Black stools are a worrisome symptom because it may be due to bleeding into the gastrointestinal tract, most often the esophagus, stomach or duodenum. Red blood cells are broken down by digestive enzymes and turn the stool black. These stools tend to be tarry and foul smelling. This can be a medical emergency; black tarry stools should not be ignored.

Blood from nosebleeds or from dental procedure and injuries can be swallowed and may be the cause of black stool.

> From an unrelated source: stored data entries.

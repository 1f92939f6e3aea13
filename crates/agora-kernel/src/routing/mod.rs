//! Route bookkeeping and discovery.

mod table;
mod worker;

pub use table::RoutingTable;
pub use worker::RoutingWorker;
//! Connection: one TCP link, its negotiated pipeline and handshake status.
//!
//! A [`Connection`] owns the write half of its socket. The read half lives in
//! the read loop spawned by [`SocketAgent`](crate::SocketAgent), which is the
//! only writer of the connection's [`State`]. Requests that expect a reply
//! (pokes, remote route queries) are correlated by an `id` parameter.

use crate::codec::{write_frame, Pipeline};
use crate::compression;
use crate::encryption::KeyPair;
use crate::error::{WireError, WireResult};
use crate::packet::{Packet, PacketCode};
use crate::state::State;
use agora_types::{FlatKv, Message, Route};
use chrono::{DateTime, Utc};
use dashmap::DashMap;
use std::collections::HashSet;
use std::net::SocketAddr;
use std::sync::atomic::{AtomicBool, Ordering};
use std::sync::{Mutex, RwLock};
use std::time::{Duration, Instant};
use tokio::net::tcp::OwnedWriteHalf;
use tokio::sync::{oneshot, watch, Notify};
use tokio::io::AsyncWriteExt;
use tracing::debug;

/// Which side opened the socket.
#[derive(Debug, Clone, Copy, PartialEq, Eq)]
pub enum Direction {
    Inbound,
    Outbound,
}

/// Observable lifecycle of a connection.
#[derive(Debug, Clone, Copy, PartialEq, Eq)]
pub enum ConnectionStatus {
    Open(State),
    Closed,
}

/// A point-in-time snapshot of a connection.
#[derive(Debug, Clone)]
pub struct ConnectionInfo {
    pub id: u64,
    pub address: SocketAddr,
    pub direction: Direction,
    /// Known once the peer has introduced itself.
    pub remote_name: Option<String>,
    pub status: ConnectionStatus,
    pub compression: &'static str,
    pub encryption: &'static str,
    pub connected_at: DateTime<Utc>,
    /// Round-trip time of the most recent successful poke.
    pub last_rtt: Option<Duration>,
}

pub struct Connection {
    id: u64,
    address: SocketAddr,
    direction: Direction,
    connected_at: DateTime<Utc>,
    keys: KeyPair,
    pipeline: Mutex<Pipeline>,
    writer: tokio::sync::Mutex<Option<OwnedWriteHalf>>,
    status: watch::Sender<ConnectionStatus>,
    remote_name: RwLock<Option<String>>,
    pending: DashMap<String, oneshot::Sender<Packet>>,
    last_rtt: Mutex<Option<Duration>>,
    shutdown: Notify,
    closed: AtomicBool,
    established: AtomicBool,
}

impl Connection {
    pub(crate) fn new(
        id: u64,
        address: SocketAddr,
        direction: Direction,
        initial: State,
        writer: OwnedWriteHalf,
    ) -> Self {
        let (status, _) = watch::channel(ConnectionStatus::Open(initial));
        Self {
            id,
            address,
            direction,
            connected_at: Utc::now(),
            keys: KeyPair::generate(),
            pipeline: Mutex::new(Pipeline::default()),
            writer: tokio::sync::Mutex::new(Some(writer)),
            status,
            remote_name: RwLock::new(None),
            pending: DashMap::new(),
            last_rtt: Mutex::new(None),
            shutdown: Notify::new(),
            closed: AtomicBool::new(false),
            established: AtomicBool::new(false),
        }
    }

    pub fn id(&self) -> u64 {
        self.id
    }

    pub fn address(&self) -> SocketAddr {
        self.address
    }

    pub fn direction(&self) -> Direction {
        self.direction
    }

    pub fn remote_name(&self) -> Option<String> {
        self.remote_name
            .read()
            .unwrap_or_else(|e| e.into_inner())
            .clone()
    }

    pub fn status(&self) -> ConnectionStatus {
        *self.status.borrow()
    }

    /// Current protocol state, or `None` once closed.
    pub fn state(&self) -> Option<State> {
        match self.status() {
            ConnectionStatus::Open(state) => Some(state),
            ConnectionStatus::Closed => None,
        }
    }

    pub fn is_authenticated(&self) -> bool {
        self.state() == Some(State::Authenticated)
    }

    pub fn is_closed(&self) -> bool {
        self.closed.load(Ordering::Acquire)
    }

    /// Watch status changes.
    pub fn subscribe(&self) -> watch::Receiver<ConnectionStatus> {
        self.status.subscribe()
    }

    pub fn info(&self) -> ConnectionInfo {
        let pipeline = self.pipeline.lock().unwrap_or_else(|e| e.into_inner());
        ConnectionInfo {
            id: self.id,
            address: self.address,
            direction: self.direction,
            remote_name: self.remote_name(),
            status: self.status(),
            compression: pipeline.compression_name(),
            encryption: pipeline.encryption_name(),
            connected_at: self.connected_at,
            last_rtt: *self.last_rtt.lock().unwrap_or_else(|e| e.into_inner()),
        }
    }

    /// Wait until the handshake completes, returning the peer's name.
    pub async fn wait_authenticated(&self, timeout: Duration) -> WireResult<String> {
        let mut rx = self.status.subscribe();
        let settled = tokio::time::timeout(
            timeout,
            rx.wait_for(|s| {
                matches!(
                    s,
                    ConnectionStatus::Open(State::Authenticated) | ConnectionStatus::Closed
                )
            }),
        )
        .await;
        let status = match settled {
            Err(_) => return Err(WireError::Timeout),
            Ok(Err(_)) => return Err(WireError::ConnectionClosed),
            Ok(Ok(status)) => *status,
        };
        match (status, self.remote_name()) {
            (ConnectionStatus::Open(State::Authenticated), Some(name)) => Ok(name),
            _ => Err(WireError::ConnectionClosed),
        }
    }

    pub(crate) fn pipeline(&self) -> &Mutex<Pipeline> {
        &self.pipeline
    }

    pub(crate) fn public_key(&self) -> String {
        self.keys.public_base64()
    }

    pub(crate) fn set_state(&self, state: State) {
        if self.is_closed() {
            return;
        }
        if state == State::Authenticated {
            self.established.store(true, Ordering::Release);
        }
        self.status.send_replace(ConnectionStatus::Open(state));
    }

    /// Whether the link ever completed its handshake, even if closed since.
    pub fn was_established(&self) -> bool {
        self.established.load(Ordering::Acquire)
    }

    pub(crate) fn set_remote_name(&self, name: String) {
        *self.remote_name.write().unwrap_or_else(|e| e.into_inner()) = Some(name);
    }

    pub(crate) fn adopt_compression(&self, name: &str) -> WireResult<()> {
        let provider = compression::by_name(name)
            .ok_or_else(|| WireError::HandshakeFailed(format!("unknown compression {name}")))?;
        self.pipeline
            .lock()
            .unwrap_or_else(|e| e.into_inner())
            .set_compression(provider);
        Ok(())
    }

    pub(crate) fn begin_secure(&self, peer_key: &str) -> WireResult<()> {
        let cipher = self.keys.cipher_for(peer_key)?;
        self.pipeline
            .lock()
            .unwrap_or_else(|e| e.into_inner())
            .set_encryption(Box::new(cipher));
        Ok(())
    }

    /// Resolves once [`disconnect`](Self::disconnect) has been called.
    pub(crate) async fn closing(&self) {
        if self.is_closed() {
            return;
        }
        self.shutdown.notified().await;
    }

    /// Encode with the current pipeline and write one frame.
    pub async fn send_packet(&self, packet: &Packet) -> WireResult<()> {
        let mut writer = self.writer.lock().await;
        let Some(stream) = writer.as_mut() else {
            return Err(WireError::ConnectionClosed);
        };
        let frame = self
            .pipeline
            .lock()
            .unwrap_or_else(|e| e.into_inner())
            .encode(packet)?;
        debug!(conn = self.id, code = %packet.code, bytes = frame.len(), "Sending packet");
        write_frame(stream, &frame).await
    }

    /// Send a user message. Returns `false` without sending while the
    /// handshake is still in progress.
    pub async fn send_message(&self, message: &Message) -> WireResult<bool> {
        match self.state() {
            Some(state) if state.allows_user_traffic() => {
                self.send_packet(&Packet::new(PacketCode::Propagate, message.serialize()))
                    .await?;
                Ok(true)
            }
            Some(state) => {
                debug!(conn = self.id, ?state, "Suppressing message during handshake");
                Ok(false)
            }
            None => Err(WireError::ConnectionClosed),
        }
    }

    /// Send a request and wait for the packet that answers it.
    ///
    /// A connection that closes while the request is pending resolves as a
    /// timeout.
    async fn request(
        &self,
        code: PacketCode,
        params: FlatKv,
        timeout: Duration,
    ) -> WireResult<Packet> {
        if !self.is_authenticated() {
            return Err(WireError::NotConnected(
                self.remote_name().unwrap_or_else(|| self.address.to_string()),
            ));
        }
        let id = uuid::Uuid::new_v4().to_string();
        let (tx, rx) = oneshot::channel();
        self.pending.insert(id.clone(), tx);

        if let Err(e) = self
            .send_packet(&Packet::with_params(code, params.with("id", id.as_str())))
            .await
        {
            self.pending.remove(&id);
            return Err(e);
        }

        let reply = tokio::time::timeout(timeout, rx).await;
        self.pending.remove(&id);
        match reply {
            Ok(Ok(packet)) => Ok(packet),
            Ok(Err(_)) | Err(_) => Err(WireError::Timeout),
        }
    }

    /// Route a reply to the request waiting on its `id`.
    pub(crate) fn resolve(&self, packet: Packet) {
        let Some(id) = packet.params().get("id").map(str::to_string) else {
            debug!(conn = self.id, code = %packet.code, "Reply without id");
            return;
        };
        match self.pending.remove(&id) {
            Some((_, tx)) => {
                let _ = tx.send(packet);
            }
            None => debug!(conn = self.id, %id, "Late or unknown reply"),
        }
    }

    /// Measure the round-trip time of a POKE/POKE_REPLY exchange.
    pub async fn poke(&self, timeout: Duration) -> WireResult<Duration> {
        let started = Instant::now();
        self.request(PacketCode::Poke, FlatKv::new(), timeout).await?;
        let rtt = started.elapsed();
        *self.last_rtt.lock().unwrap_or_else(|e| e.into_inner()) = Some(rtt);
        Ok(rtt)
    }

    /// Ask the peer to find a route to `destination`, extending `path`.
    pub async fn query_route(
        &self,
        destination: &str,
        path: &Route,
        timeout: Duration,
    ) -> WireResult<Option<Route>> {
        let reply = self
            .request(
                PacketCode::RouteQuery,
                FlatKv::new()
                    .with("destination", destination)
                    .with("path", path.serialize()),
                timeout,
            )
            .await?;
        let params = reply.params();
        if let Some(error) = params.get("error") {
            debug!(conn = self.id, %destination, %error, "Remote route query failed");
            return Ok(None);
        }
        match params.get("route") {
            Some(route) if !route.is_empty() => Ok(Some(Route::parse(route)?)),
            _ => Ok(None),
        }
    }

    /// Forward an invalidation crawl to the peer.
    pub async fn send_invalidation(
        &self,
        names: &[String],
        visited: &HashSet<String>,
    ) -> WireResult<()> {
        let mut visited: Vec<&str> = visited.iter().map(String::as_str).collect();
        visited.sort_unstable();
        self.send_packet(&Packet::with_params(
            PacketCode::Invalidate,
            FlatKv::new()
                .with("names", names.join(","))
                .with("visited", visited.join(",")),
        ))
        .await
    }

    /// Close the link. Idempotent.
    pub async fn disconnect(&self) {
        if self.closed.swap(true, Ordering::AcqRel) {
            return;
        }
        self.shutdown.notify_one();
        self.status.send_replace(ConnectionStatus::Closed);
        self.pending.clear();
        if let Some(mut stream) = self.writer.lock().await.take() {
            let _ = stream.shutdown().await;
        }
        debug!(conn = self.id, addr = %self.address, "Connection closed");
    }
}

/// Split a comma-joined name list as carried by INVALIDATE.
pub(crate) fn split_names(joined: &str) -> Vec<String> {
    joined
        .split(',')
        .filter(|s| !s.is_empty())
        .map(str::to_string)
        .collect()
}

Certain foods and medications can turn stool black, including iron, bismuth (Pepto Bismol, loperamide [Kaopectate]), beets, and licorice. While the stools may be black, they also tend to be gritty and not tarry. Pregnant women may have black stools due to prenatal vitamins, which contain iron.

Bright red stools

The most common cause of bright red stool is bleeding from hemorrhoids, but other bleeding causes are much more significant. For that reason, blood in the stool should never be ignored. Other causes include infection, inflammatory bowel disease (Crohn's disease, ulcerative colitis), diverticular bleeding, tumors, and arteriovenous malformations (AVM). Brisk bleeding from the upper GI tract may cause stools to be red instead of black because there has not been enough time for the red blood cells to be digested. Red food coloring and beets can also give a reddish hue to the stool.

Light-colored white or clay-colored stools

White or clay colored stool are often seen with liver or biliary tract diseases. Lack of bile which gives stool its brown color leaves it appearing pale.